» **Exercise aim**:
Return every line of the data that contains the string "spec".

[Items from a data source]
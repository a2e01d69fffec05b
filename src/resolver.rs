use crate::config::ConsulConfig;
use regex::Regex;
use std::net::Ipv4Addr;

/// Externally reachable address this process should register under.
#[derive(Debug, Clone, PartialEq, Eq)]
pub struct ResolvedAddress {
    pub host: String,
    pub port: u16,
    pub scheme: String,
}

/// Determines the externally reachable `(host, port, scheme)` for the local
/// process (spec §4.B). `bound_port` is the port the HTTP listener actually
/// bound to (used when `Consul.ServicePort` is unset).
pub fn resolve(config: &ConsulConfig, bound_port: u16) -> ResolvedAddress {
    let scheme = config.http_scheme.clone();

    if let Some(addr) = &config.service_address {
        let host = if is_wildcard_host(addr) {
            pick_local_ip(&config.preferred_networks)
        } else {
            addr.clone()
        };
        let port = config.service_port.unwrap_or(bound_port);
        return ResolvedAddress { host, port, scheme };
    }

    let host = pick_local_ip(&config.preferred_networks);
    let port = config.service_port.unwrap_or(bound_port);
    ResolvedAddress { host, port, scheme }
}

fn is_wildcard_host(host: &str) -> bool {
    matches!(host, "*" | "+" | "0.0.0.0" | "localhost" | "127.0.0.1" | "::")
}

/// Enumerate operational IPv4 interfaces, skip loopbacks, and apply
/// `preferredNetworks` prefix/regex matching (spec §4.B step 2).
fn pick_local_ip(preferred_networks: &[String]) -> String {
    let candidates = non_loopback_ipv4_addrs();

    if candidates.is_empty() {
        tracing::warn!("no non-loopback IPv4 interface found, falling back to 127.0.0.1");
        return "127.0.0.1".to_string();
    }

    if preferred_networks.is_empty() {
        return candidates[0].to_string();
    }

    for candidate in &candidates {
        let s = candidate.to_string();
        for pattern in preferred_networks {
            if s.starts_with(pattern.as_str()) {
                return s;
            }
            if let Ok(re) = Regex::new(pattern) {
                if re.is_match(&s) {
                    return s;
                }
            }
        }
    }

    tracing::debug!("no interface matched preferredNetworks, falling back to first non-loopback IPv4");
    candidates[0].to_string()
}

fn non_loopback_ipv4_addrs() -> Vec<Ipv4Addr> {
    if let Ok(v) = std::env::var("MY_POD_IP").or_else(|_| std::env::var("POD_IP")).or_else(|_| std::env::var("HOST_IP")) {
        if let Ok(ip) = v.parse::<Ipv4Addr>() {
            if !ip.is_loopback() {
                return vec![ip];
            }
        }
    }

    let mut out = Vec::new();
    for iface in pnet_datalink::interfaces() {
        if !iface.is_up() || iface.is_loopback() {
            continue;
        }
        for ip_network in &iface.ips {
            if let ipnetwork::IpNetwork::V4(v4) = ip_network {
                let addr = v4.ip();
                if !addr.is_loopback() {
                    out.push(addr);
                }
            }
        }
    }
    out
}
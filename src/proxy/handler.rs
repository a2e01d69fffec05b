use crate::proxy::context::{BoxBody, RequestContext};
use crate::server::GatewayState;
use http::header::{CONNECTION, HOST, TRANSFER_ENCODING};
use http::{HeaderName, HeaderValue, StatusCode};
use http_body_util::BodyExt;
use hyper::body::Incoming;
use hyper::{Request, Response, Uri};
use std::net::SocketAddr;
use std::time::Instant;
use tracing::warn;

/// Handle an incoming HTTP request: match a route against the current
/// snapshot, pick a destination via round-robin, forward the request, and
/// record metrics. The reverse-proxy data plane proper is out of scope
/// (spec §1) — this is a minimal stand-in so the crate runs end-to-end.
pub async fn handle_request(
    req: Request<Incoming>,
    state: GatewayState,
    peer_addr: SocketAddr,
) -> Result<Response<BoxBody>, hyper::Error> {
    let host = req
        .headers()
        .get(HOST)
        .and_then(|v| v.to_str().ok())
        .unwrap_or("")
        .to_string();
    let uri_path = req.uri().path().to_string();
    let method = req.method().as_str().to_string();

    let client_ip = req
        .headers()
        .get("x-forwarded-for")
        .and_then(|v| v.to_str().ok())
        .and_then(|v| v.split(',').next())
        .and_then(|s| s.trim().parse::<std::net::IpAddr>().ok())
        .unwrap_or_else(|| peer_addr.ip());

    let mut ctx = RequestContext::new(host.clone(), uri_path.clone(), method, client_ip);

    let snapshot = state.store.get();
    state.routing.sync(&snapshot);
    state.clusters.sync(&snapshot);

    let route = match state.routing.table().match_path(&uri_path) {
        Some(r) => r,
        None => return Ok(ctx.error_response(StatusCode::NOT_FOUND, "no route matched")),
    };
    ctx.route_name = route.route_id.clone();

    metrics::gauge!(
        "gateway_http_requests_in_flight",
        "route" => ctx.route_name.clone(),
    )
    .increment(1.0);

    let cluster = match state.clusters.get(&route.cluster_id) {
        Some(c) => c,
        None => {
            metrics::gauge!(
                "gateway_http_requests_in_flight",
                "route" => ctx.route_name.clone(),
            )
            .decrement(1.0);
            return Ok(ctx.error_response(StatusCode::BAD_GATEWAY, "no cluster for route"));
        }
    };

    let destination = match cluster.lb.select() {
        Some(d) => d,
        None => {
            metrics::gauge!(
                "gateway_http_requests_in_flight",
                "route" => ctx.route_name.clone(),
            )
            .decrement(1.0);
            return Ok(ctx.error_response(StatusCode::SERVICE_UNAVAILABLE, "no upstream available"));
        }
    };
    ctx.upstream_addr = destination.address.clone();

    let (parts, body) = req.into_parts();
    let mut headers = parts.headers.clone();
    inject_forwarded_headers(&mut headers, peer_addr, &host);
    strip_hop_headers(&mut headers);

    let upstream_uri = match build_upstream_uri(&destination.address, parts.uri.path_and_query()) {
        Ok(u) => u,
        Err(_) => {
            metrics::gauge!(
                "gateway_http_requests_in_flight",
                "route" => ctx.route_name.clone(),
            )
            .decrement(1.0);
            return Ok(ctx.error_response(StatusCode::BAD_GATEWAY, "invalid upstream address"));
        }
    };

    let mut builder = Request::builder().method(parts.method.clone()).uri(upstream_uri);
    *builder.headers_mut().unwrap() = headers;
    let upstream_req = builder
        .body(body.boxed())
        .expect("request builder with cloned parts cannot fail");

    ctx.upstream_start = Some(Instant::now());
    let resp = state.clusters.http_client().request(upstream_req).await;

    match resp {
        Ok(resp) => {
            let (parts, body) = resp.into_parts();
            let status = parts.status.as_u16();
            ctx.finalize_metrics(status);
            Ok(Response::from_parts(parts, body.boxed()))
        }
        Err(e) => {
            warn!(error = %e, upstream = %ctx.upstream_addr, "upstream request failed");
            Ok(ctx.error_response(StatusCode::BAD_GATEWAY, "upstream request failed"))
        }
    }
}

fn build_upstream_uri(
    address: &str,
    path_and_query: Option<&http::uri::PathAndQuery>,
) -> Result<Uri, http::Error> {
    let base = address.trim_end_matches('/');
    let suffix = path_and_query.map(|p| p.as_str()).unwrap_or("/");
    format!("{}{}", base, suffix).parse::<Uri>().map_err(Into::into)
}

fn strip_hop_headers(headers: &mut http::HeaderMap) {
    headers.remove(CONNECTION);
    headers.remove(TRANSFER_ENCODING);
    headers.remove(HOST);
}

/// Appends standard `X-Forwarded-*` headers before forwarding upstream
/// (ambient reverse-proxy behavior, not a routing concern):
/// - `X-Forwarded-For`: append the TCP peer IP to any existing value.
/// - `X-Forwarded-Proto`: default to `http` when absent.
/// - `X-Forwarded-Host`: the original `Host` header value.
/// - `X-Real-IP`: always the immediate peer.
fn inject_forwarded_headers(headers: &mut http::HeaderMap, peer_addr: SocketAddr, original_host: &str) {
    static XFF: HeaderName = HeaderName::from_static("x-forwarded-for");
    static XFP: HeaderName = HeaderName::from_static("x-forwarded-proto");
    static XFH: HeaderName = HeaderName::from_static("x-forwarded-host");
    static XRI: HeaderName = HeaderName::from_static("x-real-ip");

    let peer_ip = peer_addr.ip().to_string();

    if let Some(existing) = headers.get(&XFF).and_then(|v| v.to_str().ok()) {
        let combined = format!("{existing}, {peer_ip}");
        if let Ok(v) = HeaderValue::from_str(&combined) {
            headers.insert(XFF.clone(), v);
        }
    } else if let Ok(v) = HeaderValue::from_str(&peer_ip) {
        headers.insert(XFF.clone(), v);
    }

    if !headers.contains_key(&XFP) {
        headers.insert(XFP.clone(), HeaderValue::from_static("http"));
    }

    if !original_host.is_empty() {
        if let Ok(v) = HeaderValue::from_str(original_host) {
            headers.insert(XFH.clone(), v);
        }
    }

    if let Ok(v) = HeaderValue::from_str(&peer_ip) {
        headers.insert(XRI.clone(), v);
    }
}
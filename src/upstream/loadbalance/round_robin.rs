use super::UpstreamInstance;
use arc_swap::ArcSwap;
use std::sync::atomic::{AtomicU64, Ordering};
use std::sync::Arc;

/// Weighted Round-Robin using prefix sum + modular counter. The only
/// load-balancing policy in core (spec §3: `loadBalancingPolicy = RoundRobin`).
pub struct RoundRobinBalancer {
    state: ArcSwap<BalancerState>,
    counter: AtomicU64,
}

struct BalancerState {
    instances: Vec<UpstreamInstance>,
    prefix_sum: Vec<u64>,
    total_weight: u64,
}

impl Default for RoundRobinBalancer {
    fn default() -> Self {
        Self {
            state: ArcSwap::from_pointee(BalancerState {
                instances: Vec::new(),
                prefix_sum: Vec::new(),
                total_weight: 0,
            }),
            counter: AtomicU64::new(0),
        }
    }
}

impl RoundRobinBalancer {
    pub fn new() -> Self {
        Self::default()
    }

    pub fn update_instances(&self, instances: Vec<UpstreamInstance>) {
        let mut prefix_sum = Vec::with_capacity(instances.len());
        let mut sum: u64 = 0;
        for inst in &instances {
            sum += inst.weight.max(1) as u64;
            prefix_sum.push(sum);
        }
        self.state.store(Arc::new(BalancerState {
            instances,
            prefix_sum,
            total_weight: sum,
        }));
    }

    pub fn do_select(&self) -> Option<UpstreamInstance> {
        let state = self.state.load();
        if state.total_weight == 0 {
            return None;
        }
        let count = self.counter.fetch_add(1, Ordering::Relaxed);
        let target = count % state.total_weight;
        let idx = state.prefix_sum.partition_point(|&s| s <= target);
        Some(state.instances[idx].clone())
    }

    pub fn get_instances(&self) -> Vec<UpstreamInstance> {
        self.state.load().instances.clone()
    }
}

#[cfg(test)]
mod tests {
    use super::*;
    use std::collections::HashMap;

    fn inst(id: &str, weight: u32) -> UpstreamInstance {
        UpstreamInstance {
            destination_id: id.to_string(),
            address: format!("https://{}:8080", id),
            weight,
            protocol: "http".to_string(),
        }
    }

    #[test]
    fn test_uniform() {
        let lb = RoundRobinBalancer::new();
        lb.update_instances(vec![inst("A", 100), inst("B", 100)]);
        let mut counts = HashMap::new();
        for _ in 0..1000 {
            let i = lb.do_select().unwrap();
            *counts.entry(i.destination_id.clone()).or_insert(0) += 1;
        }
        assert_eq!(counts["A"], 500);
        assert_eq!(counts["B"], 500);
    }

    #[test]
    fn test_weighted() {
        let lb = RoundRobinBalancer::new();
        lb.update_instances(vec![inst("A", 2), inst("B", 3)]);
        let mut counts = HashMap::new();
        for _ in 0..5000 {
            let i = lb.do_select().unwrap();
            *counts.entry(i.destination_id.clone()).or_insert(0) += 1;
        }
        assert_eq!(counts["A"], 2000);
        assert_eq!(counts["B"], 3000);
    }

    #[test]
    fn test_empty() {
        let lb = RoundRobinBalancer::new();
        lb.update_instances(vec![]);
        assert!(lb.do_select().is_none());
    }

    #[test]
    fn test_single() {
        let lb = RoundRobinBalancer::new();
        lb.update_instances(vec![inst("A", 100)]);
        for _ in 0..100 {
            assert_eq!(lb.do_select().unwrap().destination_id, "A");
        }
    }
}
* * *
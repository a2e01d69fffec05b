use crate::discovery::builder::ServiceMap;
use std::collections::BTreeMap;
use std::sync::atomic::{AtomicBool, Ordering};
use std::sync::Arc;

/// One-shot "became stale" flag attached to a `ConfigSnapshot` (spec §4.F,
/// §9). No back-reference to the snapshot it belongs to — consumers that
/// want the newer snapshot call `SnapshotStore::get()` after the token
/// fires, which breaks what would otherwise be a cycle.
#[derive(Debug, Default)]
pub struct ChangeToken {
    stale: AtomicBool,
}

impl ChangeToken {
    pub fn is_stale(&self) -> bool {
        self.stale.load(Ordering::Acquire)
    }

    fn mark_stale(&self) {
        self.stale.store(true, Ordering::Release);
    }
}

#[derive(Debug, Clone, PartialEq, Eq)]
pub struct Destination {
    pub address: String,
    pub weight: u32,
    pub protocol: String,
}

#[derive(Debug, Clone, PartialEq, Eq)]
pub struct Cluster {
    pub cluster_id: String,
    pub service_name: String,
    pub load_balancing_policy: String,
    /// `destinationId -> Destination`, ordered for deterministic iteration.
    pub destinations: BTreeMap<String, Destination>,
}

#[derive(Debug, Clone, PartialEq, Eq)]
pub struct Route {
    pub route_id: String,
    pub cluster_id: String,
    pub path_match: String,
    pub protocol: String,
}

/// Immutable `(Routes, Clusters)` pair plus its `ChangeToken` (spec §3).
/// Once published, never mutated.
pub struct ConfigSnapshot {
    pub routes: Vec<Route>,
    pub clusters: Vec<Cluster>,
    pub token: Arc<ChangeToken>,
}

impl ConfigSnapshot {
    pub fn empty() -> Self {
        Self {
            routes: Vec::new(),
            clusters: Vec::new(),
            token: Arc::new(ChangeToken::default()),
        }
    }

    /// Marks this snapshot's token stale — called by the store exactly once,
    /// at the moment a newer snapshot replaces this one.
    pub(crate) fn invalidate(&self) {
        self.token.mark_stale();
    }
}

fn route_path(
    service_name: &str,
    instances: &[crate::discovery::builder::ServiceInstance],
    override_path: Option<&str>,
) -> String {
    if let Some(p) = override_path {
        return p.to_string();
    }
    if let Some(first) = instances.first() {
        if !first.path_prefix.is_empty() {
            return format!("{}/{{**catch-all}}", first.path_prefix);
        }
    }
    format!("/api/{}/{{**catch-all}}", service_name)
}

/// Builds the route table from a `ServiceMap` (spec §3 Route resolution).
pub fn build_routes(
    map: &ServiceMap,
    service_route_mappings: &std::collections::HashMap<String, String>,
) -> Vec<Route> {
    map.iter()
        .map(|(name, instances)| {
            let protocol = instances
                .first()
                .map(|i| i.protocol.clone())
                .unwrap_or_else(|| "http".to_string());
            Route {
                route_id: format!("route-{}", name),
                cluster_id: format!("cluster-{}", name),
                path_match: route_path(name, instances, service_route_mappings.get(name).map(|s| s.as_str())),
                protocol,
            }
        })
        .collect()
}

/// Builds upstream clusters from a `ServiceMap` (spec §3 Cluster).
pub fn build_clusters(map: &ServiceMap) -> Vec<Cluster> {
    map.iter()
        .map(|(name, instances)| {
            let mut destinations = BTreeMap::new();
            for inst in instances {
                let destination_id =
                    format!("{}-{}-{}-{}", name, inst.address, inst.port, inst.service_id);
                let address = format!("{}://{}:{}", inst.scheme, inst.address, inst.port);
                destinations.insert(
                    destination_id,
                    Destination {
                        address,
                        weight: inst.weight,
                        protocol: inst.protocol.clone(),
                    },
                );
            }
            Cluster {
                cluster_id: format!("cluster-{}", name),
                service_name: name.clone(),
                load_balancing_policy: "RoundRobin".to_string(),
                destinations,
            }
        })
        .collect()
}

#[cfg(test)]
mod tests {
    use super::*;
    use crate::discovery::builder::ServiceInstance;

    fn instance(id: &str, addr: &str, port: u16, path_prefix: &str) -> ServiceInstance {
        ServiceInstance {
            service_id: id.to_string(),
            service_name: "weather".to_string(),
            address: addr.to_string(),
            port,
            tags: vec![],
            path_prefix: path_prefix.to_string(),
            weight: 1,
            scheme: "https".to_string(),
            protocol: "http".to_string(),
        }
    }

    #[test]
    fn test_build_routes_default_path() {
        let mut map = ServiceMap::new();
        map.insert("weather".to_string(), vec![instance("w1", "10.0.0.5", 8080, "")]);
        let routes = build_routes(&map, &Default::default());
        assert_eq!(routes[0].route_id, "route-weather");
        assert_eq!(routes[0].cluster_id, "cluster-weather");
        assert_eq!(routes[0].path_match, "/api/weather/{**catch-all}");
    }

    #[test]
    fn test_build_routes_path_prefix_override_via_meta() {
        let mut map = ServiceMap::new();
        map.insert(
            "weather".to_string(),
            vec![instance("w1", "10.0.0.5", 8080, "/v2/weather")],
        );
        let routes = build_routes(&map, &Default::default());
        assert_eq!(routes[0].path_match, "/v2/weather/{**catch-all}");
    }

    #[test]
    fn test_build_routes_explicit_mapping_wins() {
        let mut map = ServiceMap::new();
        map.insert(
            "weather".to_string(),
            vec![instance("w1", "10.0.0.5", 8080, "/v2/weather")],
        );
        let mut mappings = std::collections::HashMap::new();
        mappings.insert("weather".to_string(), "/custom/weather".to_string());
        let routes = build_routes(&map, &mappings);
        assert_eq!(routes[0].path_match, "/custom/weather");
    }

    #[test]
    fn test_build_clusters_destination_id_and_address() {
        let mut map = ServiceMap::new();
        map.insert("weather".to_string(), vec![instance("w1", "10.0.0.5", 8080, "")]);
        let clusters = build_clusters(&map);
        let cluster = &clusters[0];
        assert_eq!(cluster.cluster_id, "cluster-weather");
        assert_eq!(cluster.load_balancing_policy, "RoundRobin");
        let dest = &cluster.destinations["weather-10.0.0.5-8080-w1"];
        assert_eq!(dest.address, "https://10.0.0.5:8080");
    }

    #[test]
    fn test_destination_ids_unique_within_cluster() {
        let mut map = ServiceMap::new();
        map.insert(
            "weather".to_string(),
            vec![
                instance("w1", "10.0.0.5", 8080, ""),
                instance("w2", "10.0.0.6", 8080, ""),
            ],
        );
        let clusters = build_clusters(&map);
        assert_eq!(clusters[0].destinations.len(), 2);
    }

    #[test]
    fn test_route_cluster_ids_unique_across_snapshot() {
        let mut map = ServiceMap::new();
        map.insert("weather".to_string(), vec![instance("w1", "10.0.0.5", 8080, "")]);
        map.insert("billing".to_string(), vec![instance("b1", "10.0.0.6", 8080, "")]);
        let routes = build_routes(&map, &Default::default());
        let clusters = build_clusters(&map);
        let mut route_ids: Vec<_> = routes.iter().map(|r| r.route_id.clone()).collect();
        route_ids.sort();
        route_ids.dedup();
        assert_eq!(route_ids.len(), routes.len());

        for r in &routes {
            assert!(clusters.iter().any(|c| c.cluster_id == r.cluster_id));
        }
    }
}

» **Result for this exercise**:
/// process (spec §4.B). `bound_port` is the port the HTTP listener actually
/// `preferredNetworks` prefix/regex matching (spec §4.B step 2).
/// (spec §1) — this is a minimal stand-in so the crate runs end-to-end.
/// load-balancing policy in core (spec §3: `loadBalancingPolicy = RoundRobin`).
/// One-shot "became stale" flag attached to a `ConfigSnapshot` (spec §4.F,
/// Immutable `(Routes, Clusters)` pair plus its `ChangeToken` (spec §3).
/// Builds the route table from a `ServiceMap` (spec §3 Route resolution).
/// Builds upstream clusters from a `ServiceMap` (spec §3 Cluster).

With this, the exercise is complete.